(Source records)

- Opening Delimiter -

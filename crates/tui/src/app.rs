use std::{io, iter, thread, time::Duration};

use anyhow::{Context, Result};
use chrono::{DateTime, Local, Utc};
use crossterm::{
    event::{self, Event, KeyCode, KeyEvent, KeyModifiers},
    execute,
    terminal::{disable_raw_mode, enable_raw_mode, EnterAlternateScreen, LeaveAlternateScreen},
};
use ratatui::{
    backend::CrosstermBackend,
    layout::{Constraint, Direction, Layout, Rect},
    style::{Color, Modifier, Style},
    text::{Line, Span},
    widgets::{Block, Borders, List, ListItem, ListState, Paragraph, Wrap},
    Frame, Terminal,
};
use squadtui_core::{
    analysis::{AnalysisClient, AnalysisReport, LineupEntry},
    catalog::{PlayerCatalog, PlayerQuery},
    models::{Chip, PlayerId, Position},
    squad::{Area, Mode, Squad, SquadError, SquadSession},
};
use tokio::{spawn, sync::mpsc};
use tracing::{error, info, warn};

const TICK_RATE: Duration = Duration::from_millis(250);
const CHIP_KEYS: [(char, Chip); 3] = [
    ('1', Chip::BenchBoost),
    ('2', Chip::TripleCaptain),
    ('3', Chip::Wildcard),
];

#[derive(Debug, Clone)]
struct Theme {
    primary_fg: Color,
    accent: Color,
    muted: Color,
    selection_bg: Color,
    success: Color,
    warning: Color,
    danger: Color,
}

impl Default for Theme {
    fn default() -> Self {
        Self {
            primary_fg: Color::White,
            accent: Color::Cyan,
            muted: Color::DarkGray,
            selection_bg: Color::DarkGray,
            success: Color::Green,
            warning: Color::Yellow,
            danger: Color::Red,
        }
    }
}

#[derive(Debug, Clone, Copy, PartialEq, Eq)]
enum Screen {
    Squad,
    Picker,
    Report,
}

/// One selectable line of the lineup list.
#[derive(Debug, Clone, Copy, PartialEq, Eq)]
enum Row {
    Member { id: PlayerId, area: Area },
    Open(Area),
}

enum AppEvent {
    Input(Event),
    Tick,
    AnalysisFinished(Result<AnalysisReport>),
}

/// Terminal front end over a [`SquadSession`].
pub struct SquadApp {
    session: SquadSession,
    client: AnalysisClient,
    catalog_fetched_at: Option<DateTime<Utc>>,
    state: UiState,
    picker: PickerState,
    report: Option<AnalysisReport>,
    pending_analysis: bool,
    event_tx: Option<mpsc::Sender<AppEvent>>,
    theme: Theme,
}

- Closing Delimiter -

• _What you have to do_
Output each of the records exactly as it stands above.

• _Reply to the task_
filename crates/tui/src/app.rs
use std::{io, iter, thread, time::Duration};

use anyhow::{Context, Result};
use chrono::{DateTime, Local, Utc};
use crossterm::{
    event::{self, Event, KeyCode, KeyEvent, KeyModifiers},
    execute,
    terminal::{disable_raw_mode, enable_raw_mode, EnterAlternateScreen, LeaveAlternateScreen},
};
use ratatui::{
    backend::CrosstermBackend,
    layout::{Constraint, Direction, Layout, Rect},
    style::{Color, Modifier, Style},
    text::{Line, Span},
    widgets::{Block, Borders, List, ListItem, ListState, Paragraph, Wrap},
    Frame, Terminal,
};
use squadtui_core::{
    analysis::{AnalysisClient, AnalysisReport, LineupEntry},
    catalog::{PlayerCatalog, PlayerQuery},
    models::{Chip, PlayerId, Position},
    squad::{Area, Mode, Squad, SquadError, SquadSession},
};
use tokio::{spawn, sync::mpsc};
use tracing::{error, info, warn};

const TICK_RATE: Duration = Duration::from_millis(250);
const CHIP_KEYS: [(char, Chip); 3] = [
    ('1', Chip::BenchBoost),
    ('2', Chip::TripleCaptain),
    ('3', Chip::Wildcard),
];

#[derive(Debug, Clone)]
struct Theme {
    primary_fg: Color,
    accent: Color,
    muted: Color,
    selection_bg: Color,
    success: Color,
    warning: Color,
    danger: Color,
}

impl Default for Theme {
    fn default() -> Self {
        Self {
            primary_fg: Color::White,
            accent: Color::Cyan,
            muted: Color::DarkGray,
            selection_bg: Color::DarkGray,
            success: Color::Green,
            warning: Color::Yellow,
            danger: Color::Red,
        }
    }
}

#[derive(Debug, Clone, Copy, PartialEq, Eq)]
enum Screen {
    Squad,
    Picker,
    Report,
}

/// One selectable line of the lineup list.
#[derive(Debug, Clone, Copy, PartialEq, Eq)]
enum Row {
    Member { id: PlayerId, area: Area },
    Open(Area),
}

enum AppEvent {
    Input(Event),
    Tick,
    AnalysisFinished(Result<AnalysisReport>),
}

/// Terminal front end over a [`SquadSession`].
pub struct SquadApp {
    session: SquadSession,
    client: AnalysisClient,
    catalog_fetched_at: Option<DateTime<Utc>>,
    state: UiState,
    picker: PickerState,
    report: Option<AnalysisReport>,
    pending_analysis: bool,
    event_tx: Option<mpsc::Sender<AppEvent>>,
    theme: Theme,
}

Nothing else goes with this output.